Topic
Home / Pemuda / Cerpen / Janji Buat Ayah

Janji Buat Ayah

Konten ini adalah kiriman dari pembaca dakwatuna.com. Kirimkan informasi, gagasan, pemikiran, atau pendapat dari Anda dalam bentuk tulisan kepada kami, klik di sini.
Ilustrasi (inet)

dakwatuna.com – Di rumahnya Ahmad hanya sebatas kepala rumah tangga biasa layaknya seorang suami yang lain, tapi Ia tidak memiliki yang di miliki oleh orang lain. Susahnya mencari pekerjaan dan sulitnya mendapatkan penghasilan yang pasti membuat perekonomian keluarganya semakin terbengkalai. Sementara Faiz anaknya yang masih duduk di sekolah menengah terpaksa harus mogok sekolah karena tidak mempunyai sepatu yang layak di pakai untuk sekolah, setiap masuk kelas Ia harus menerima gunjingan dan ocehan teman sekelasnya yang melihat sepatunya seperti mulut buaya yang menganga, seminggu sudah Faiz berada di rumah Ia lebih banyak menghabiskan waktunya di kamar hanya untuk menyendiri meratapi nasib yang di derita oleh keluarganya.
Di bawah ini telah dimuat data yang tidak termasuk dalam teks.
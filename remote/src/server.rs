//! Serving side of a parallel transfer.
//!
//! The server accepts the portal connections of one transfer on a [`PortalListener`] and either
//! receives the object (`serve_put*`) or sends it (`serve_get*`). When sending it assigns the
//! segments: connection `i`, in accept order, carries segment `i` of [`split_segments`].

use common::TransferConfig;
use tracing::instrument;

use crate::crypt::EncryptionContext;
use crate::engine::prepare_local_file;
use crate::error::{Error, TransferError, TransferSummary};
use crate::portal::PortalListener;
use crate::session::{ByteRange, Credit, StreamContext, TransferSession, split_segments};
use crate::streams::PortalConnection;

#[derive(Debug)]
pub struct PortalServer {
    config: std::sync::Arc<TransferConfig>,
    encryption: Option<std::sync::Arc<EncryptionContext>>,
}

impl PortalServer {
    pub fn new(
        config: TransferConfig,
        encryption: Option<EncryptionContext>,
    ) -> anyhow::Result<Self> {
        config
            .validate()
            .map_err(|msg| anyhow::anyhow!("invalid transfer config: {msg}"))?;
        Ok(Self {
            config: std::sync::Arc::new(config),
            encryption: encryption.map(std::sync::Arc::new),
        })
    }

    /// Bind a listener for the next transfer.
    pub async fn listen(&self, ip: std::net::IpAddr) -> anyhow::Result<PortalListener> {
        PortalListener::bind(ip, self.config.clone()).await
    }

    fn session(&self, object_size: u64) -> TransferSession {
        TransferSession::new(StreamContext {
            config: self.config.clone(),
            encryption: self.encryption.clone(),
            checkpoint: None,
            object_size,
        })
    }

    async fn accept(
        &self,
        listener: &PortalListener,
        count: usize,
    ) -> Result<Vec<PortalConnection>, Error> {
        if count > self.config.max_threads {
            return Err(Error::new(
                TransferError::TooManyThreads {
                    requested: count,
                    max: self.config.max_threads,
                }
                .into(),
                TransferSummary::default(),
            ));
        }
        listener
            .accept(count)
            .await
            .map_err(|err| Error::new(err, TransferSummary::default()))
    }

    /// Receive a put of `size` bytes into `path` over `thread_count` connections.
    #[instrument(skip(self, listener))]
    pub async fn serve_put(
        &self,
        listener: &PortalListener,
        path: &std::path::Path,
        size: u64,
        thread_count: usize,
    ) -> Result<TransferSummary, Error> {
        let connections = self.accept(listener, thread_count.max(1)).await?;
        prepare_local_file(path, size)
            .await
            .map_err(|err| Error::new(err, TransferSummary::default()))?;
        let mut session = self.session(size);
        for conn in connections {
            session.spawn_receive(conn, path, Credit::Nothing);
        }
        session.join(size).await
    }

    /// Receive a resumed put: one connection carrying exactly `ranges` of the object.
    #[instrument(skip(self, listener, ranges))]
    pub async fn serve_put_ranges(
        &self,
        listener: &PortalListener,
        path: &std::path::Path,
        size: u64,
        ranges: &[(u64, u64)],
    ) -> Result<TransferSummary, Error> {
        let connections = self.accept(listener, 1).await?;
        prepare_local_file(path, size)
            .await
            .map_err(|err| Error::new(err, TransferSummary::default()))?;
        let mut session = self.session(size);
        for conn in connections {
            session.spawn_receive(conn, path, Credit::Nothing);
        }
        session.join(ranges.iter().map(|(_, len)| len).sum()).await
    }

    /// Send `size` bytes of `path` as a get over `thread_count` connections.
    #[instrument(skip(self, listener))]
    pub async fn serve_get(
        &self,
        listener: &PortalListener,
        path: &std::path::Path,
        size: u64,
        thread_count: usize,
    ) -> Result<TransferSummary, Error> {
        let threads = thread_count.max(1);
        let connections = self.accept(listener, threads).await?;
        let mut session = self.session(size);
        for (conn, segment) in connections.into_iter().zip(split_segments(size, threads)) {
            session.spawn_send(conn, path, vec![segment]);
        }
        session.join(size).await
    }

    /// Send a resumed get: exactly `ranges` of the object over one connection.
    #[instrument(skip(self, listener, ranges))]
    pub async fn serve_get_ranges(
        &self,
        listener: &PortalListener,
        path: &std::path::Path,
        size: u64,
        ranges: &[(u64, u64)],
    ) -> Result<TransferSummary, Error> {
        let connections = self.accept(listener, 1).await?;
        let ranges: Vec<ByteRange> = ranges
            .iter()
            .map(|&(offset, len)| ByteRange {
                offset,
                len,
                segment: None,
            })
            .collect();
        let expected = ranges.iter().map(|range| range.len).sum();
        let mut session = self.session(size);
        for conn in connections {
            session.spawn_send(conn, path, ranges.clone());
        }
        session.join(expected).await
    }
}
Ahmad pun tak bisa tinggal diam melihat kehidupan keluarganya yang semakin tak karuan tapi, di sisi lain Ia juga harus menyadari kalau dirinya hanyalah seorang kepala rumah tangga yang kerjanya hanya sebagai penjual rokok di pinggir jalan bagaimana mungkin kehidupan keluarganya akan tercukupi dengan penghasilan yang tak menentu. Jangankan untuk memberi mereka makan, untuk mengganjal perutnya sendiri ketika sedang berjualan saja Ia harus memasukkan sebotol air kran ke dalam perutnya. Bahkan terkadang Ia harus mengganti laparnya dengan puasa agar Ia bisa lebih sabar dalam menerima cobaan dan ujian dari Tuhannya.

Setiap hari Ahmad harus bangun pagi menggendong tempat rokok yang dibuat dari kayu dan pulang agak larut malam dengan membawa penghasilan yang tak seberapa, seandainya tak ada iman yang kuat dan kesabaran di dalam hatinya mungkin Ia sudah frustasi karena beratnya menanggung kehidupan keluarga dan sulitnya mencari nafkah buat mereka. Kesabarannya yang terpancar dari raut wajahnya yang tenang membuat Faiz semakin sadar dalam menyikapi kehidupan yang penuh dengan cobaan dan ujian ini. Keamanahannya sebagai kepala rumah tangga yang terus tercermin dalam kehidupan kesehariannya yaitu dengan terus berusaha memberikan yang terbaik buat keluarganya meskipun kemiskinan terus menghimpitnya menjadikan semangat dan tekad Faiz bangkit kembali. Tapi, Ia belum Tahu kapan Ia bisa meminta maaf kepada ayahnya karena telah lama tidak masuk sekolah.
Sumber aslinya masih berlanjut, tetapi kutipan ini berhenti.